##### Given data
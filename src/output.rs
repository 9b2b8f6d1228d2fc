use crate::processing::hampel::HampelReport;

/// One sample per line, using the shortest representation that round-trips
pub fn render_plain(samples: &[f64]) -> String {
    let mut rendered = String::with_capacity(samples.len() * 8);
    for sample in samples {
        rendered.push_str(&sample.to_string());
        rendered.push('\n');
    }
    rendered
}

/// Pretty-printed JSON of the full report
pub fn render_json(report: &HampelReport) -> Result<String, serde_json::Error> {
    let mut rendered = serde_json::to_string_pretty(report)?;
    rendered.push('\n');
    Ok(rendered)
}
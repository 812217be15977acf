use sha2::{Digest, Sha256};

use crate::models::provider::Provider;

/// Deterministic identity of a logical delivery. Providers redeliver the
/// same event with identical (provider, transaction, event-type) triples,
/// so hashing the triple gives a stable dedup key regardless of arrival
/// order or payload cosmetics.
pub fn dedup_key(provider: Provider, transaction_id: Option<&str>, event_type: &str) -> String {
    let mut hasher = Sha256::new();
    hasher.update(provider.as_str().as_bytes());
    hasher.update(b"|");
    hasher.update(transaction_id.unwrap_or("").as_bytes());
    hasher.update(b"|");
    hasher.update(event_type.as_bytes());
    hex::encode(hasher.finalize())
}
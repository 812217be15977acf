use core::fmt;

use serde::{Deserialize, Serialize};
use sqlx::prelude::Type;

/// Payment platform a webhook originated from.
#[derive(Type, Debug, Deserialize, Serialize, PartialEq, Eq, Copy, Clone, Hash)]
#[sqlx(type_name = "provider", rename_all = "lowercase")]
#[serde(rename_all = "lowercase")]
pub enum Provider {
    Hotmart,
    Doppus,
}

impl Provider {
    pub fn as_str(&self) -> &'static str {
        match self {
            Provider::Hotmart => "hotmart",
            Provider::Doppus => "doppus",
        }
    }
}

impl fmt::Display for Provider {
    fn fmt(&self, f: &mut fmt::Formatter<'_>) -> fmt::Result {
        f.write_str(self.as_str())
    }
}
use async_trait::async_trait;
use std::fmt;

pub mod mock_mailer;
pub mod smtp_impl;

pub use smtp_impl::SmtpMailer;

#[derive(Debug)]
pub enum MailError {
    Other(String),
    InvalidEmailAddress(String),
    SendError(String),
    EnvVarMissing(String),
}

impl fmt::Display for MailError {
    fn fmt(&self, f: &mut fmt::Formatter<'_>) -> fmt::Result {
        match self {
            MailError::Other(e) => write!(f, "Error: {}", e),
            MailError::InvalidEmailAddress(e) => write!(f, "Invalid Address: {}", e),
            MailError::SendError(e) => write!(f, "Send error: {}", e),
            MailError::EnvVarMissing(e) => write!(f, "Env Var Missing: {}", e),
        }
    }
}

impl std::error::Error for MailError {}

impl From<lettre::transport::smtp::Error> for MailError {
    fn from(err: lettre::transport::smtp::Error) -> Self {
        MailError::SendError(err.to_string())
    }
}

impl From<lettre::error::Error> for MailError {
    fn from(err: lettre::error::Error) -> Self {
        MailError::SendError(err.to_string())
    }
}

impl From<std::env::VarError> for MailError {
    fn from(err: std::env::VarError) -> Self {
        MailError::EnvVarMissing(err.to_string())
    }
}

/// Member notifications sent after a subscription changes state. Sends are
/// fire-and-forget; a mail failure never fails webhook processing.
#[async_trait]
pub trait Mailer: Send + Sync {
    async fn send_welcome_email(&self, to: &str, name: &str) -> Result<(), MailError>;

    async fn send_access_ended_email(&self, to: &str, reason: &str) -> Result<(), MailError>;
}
##########
Exercise prompt:
Return all of the entries word for word.

Task answer:
filename src/output.rs
repository 9b2b8f6d1228d2fc
use crate::processing::hampel::HampelReport;

/// One sample per line, using the shortest representation that round-trips
pub fn render_plain(samples: &[f64]) -> String {
    let mut rendered = String::with_capacity(samples.len() * 8);
    for sample in samples {
        rendered.push_str(&sample.to_string());
        rendered.push('\n');
    }
    rendered
}

/// Pretty-printed JSON of the full report
pub fn render_json(report: &HampelReport) -> Result<String, serde_json::Error> {
    let mut rendered = serde_json::to_string_pretty(report)?;
    rendered.push('\n');
    Ok(rendered)
}
repository 812217be15977acf
use sha2::{Digest, Sha256};

use crate::models::provider::Provider;

/// Deterministic identity of a logical delivery. Providers redeliver the
/// same event with identical (provider, transaction, event-type) triples,
/// so hashing the triple gives a stable dedup key regardless of arrival
/// order or payload cosmetics.
pub fn dedup_key(provider: Provider, transaction_id: Option<&str>, event_type: &str) -> String {
    let mut hasher = Sha256::new();
    hasher.update(provider.as_str().as_bytes());
    hasher.update(b"|");
    hasher.update(transaction_id.unwrap_or("").as_bytes());
    hasher.update(b"|");
    hasher.update(event_type.as_bytes());
    hex::encode(hasher.finalize())
}
repository 812217be15977acf
use core::fmt;

use serde::{Deserialize, Serialize};
use sqlx::prelude::Type;

/// Payment platform a webhook originated from.
#[derive(Type, Debug, Deserialize, Serialize, PartialEq, Eq, Copy, Clone, Hash)]
#[sqlx(type_name = "provider", rename_all = "lowercase")]
#[serde(rename_all = "lowercase")]
pub enum Provider {
    Hotmart,
    Doppus,
}

impl Provider {
    pub fn as_str(&self) -> &'static str {
        match self {
            Provider::Hotmart => "hotmart",
            Provider::Doppus => "doppus",
        }
    }
}

impl fmt::Display for Provider {
    fn fmt(&self, f: &mut fmt::Formatter<'_>) -> fmt::Result {
        f.write_str(self.as_str())
    }
}
use async_trait::async_trait;
use std::fmt;

pub mod mock_mailer;
pub mod smtp_impl;

pub use smtp_impl::SmtpMailer;

#[derive(Debug)]
pub enum MailError {
    Other(String),
    InvalidEmailAddress(String),
    SendError(String),
    EnvVarMissing(String),
}

impl fmt::Display for MailError {
    fn fmt(&self, f: &mut fmt::Formatter<'_>) -> fmt::Result {
        match self {
            MailError::Other(e) => write!(f, "Error: {}", e),
            MailError::InvalidEmailAddress(e) => write!(f, "Invalid Address: {}", e),
            MailError::SendError(e) => write!(f, "Send error: {}", e),
            MailError::EnvVarMissing(e) => write!(f, "Env Var Missing: {}", e),
        }
    }
}

impl std::error::Error for MailError {}

impl From<lettre::transport::smtp::Error> for MailError {
    fn from(err: lettre::transport::smtp::Error) -> Self {
        MailError::SendError(err.to_string())
    }
}

impl From<lettre::error::Error> for MailError {
    fn from(err: lettre::error::Error) -> Self {
        MailError::SendError(err.to_string())
    }
}

impl From<std::env::VarError> for MailError {
    fn from(err: std::env::VarError) -> Self {
        MailError::EnvVarMissing(err.to_string())
    }
}

/// Member notifications sent after a subscription changes state. Sends are
/// fire-and-forget; a mail failure never fails webhook processing.
#[async_trait]
pub trait Mailer: Send + Sync {
    async fn send_welcome_email(&self, to: &str, name: &str) -> Result<(), MailError>;

    async fn send_access_ended_email(&self, to: &str, reason: &str) -> Result<(), MailError>;
}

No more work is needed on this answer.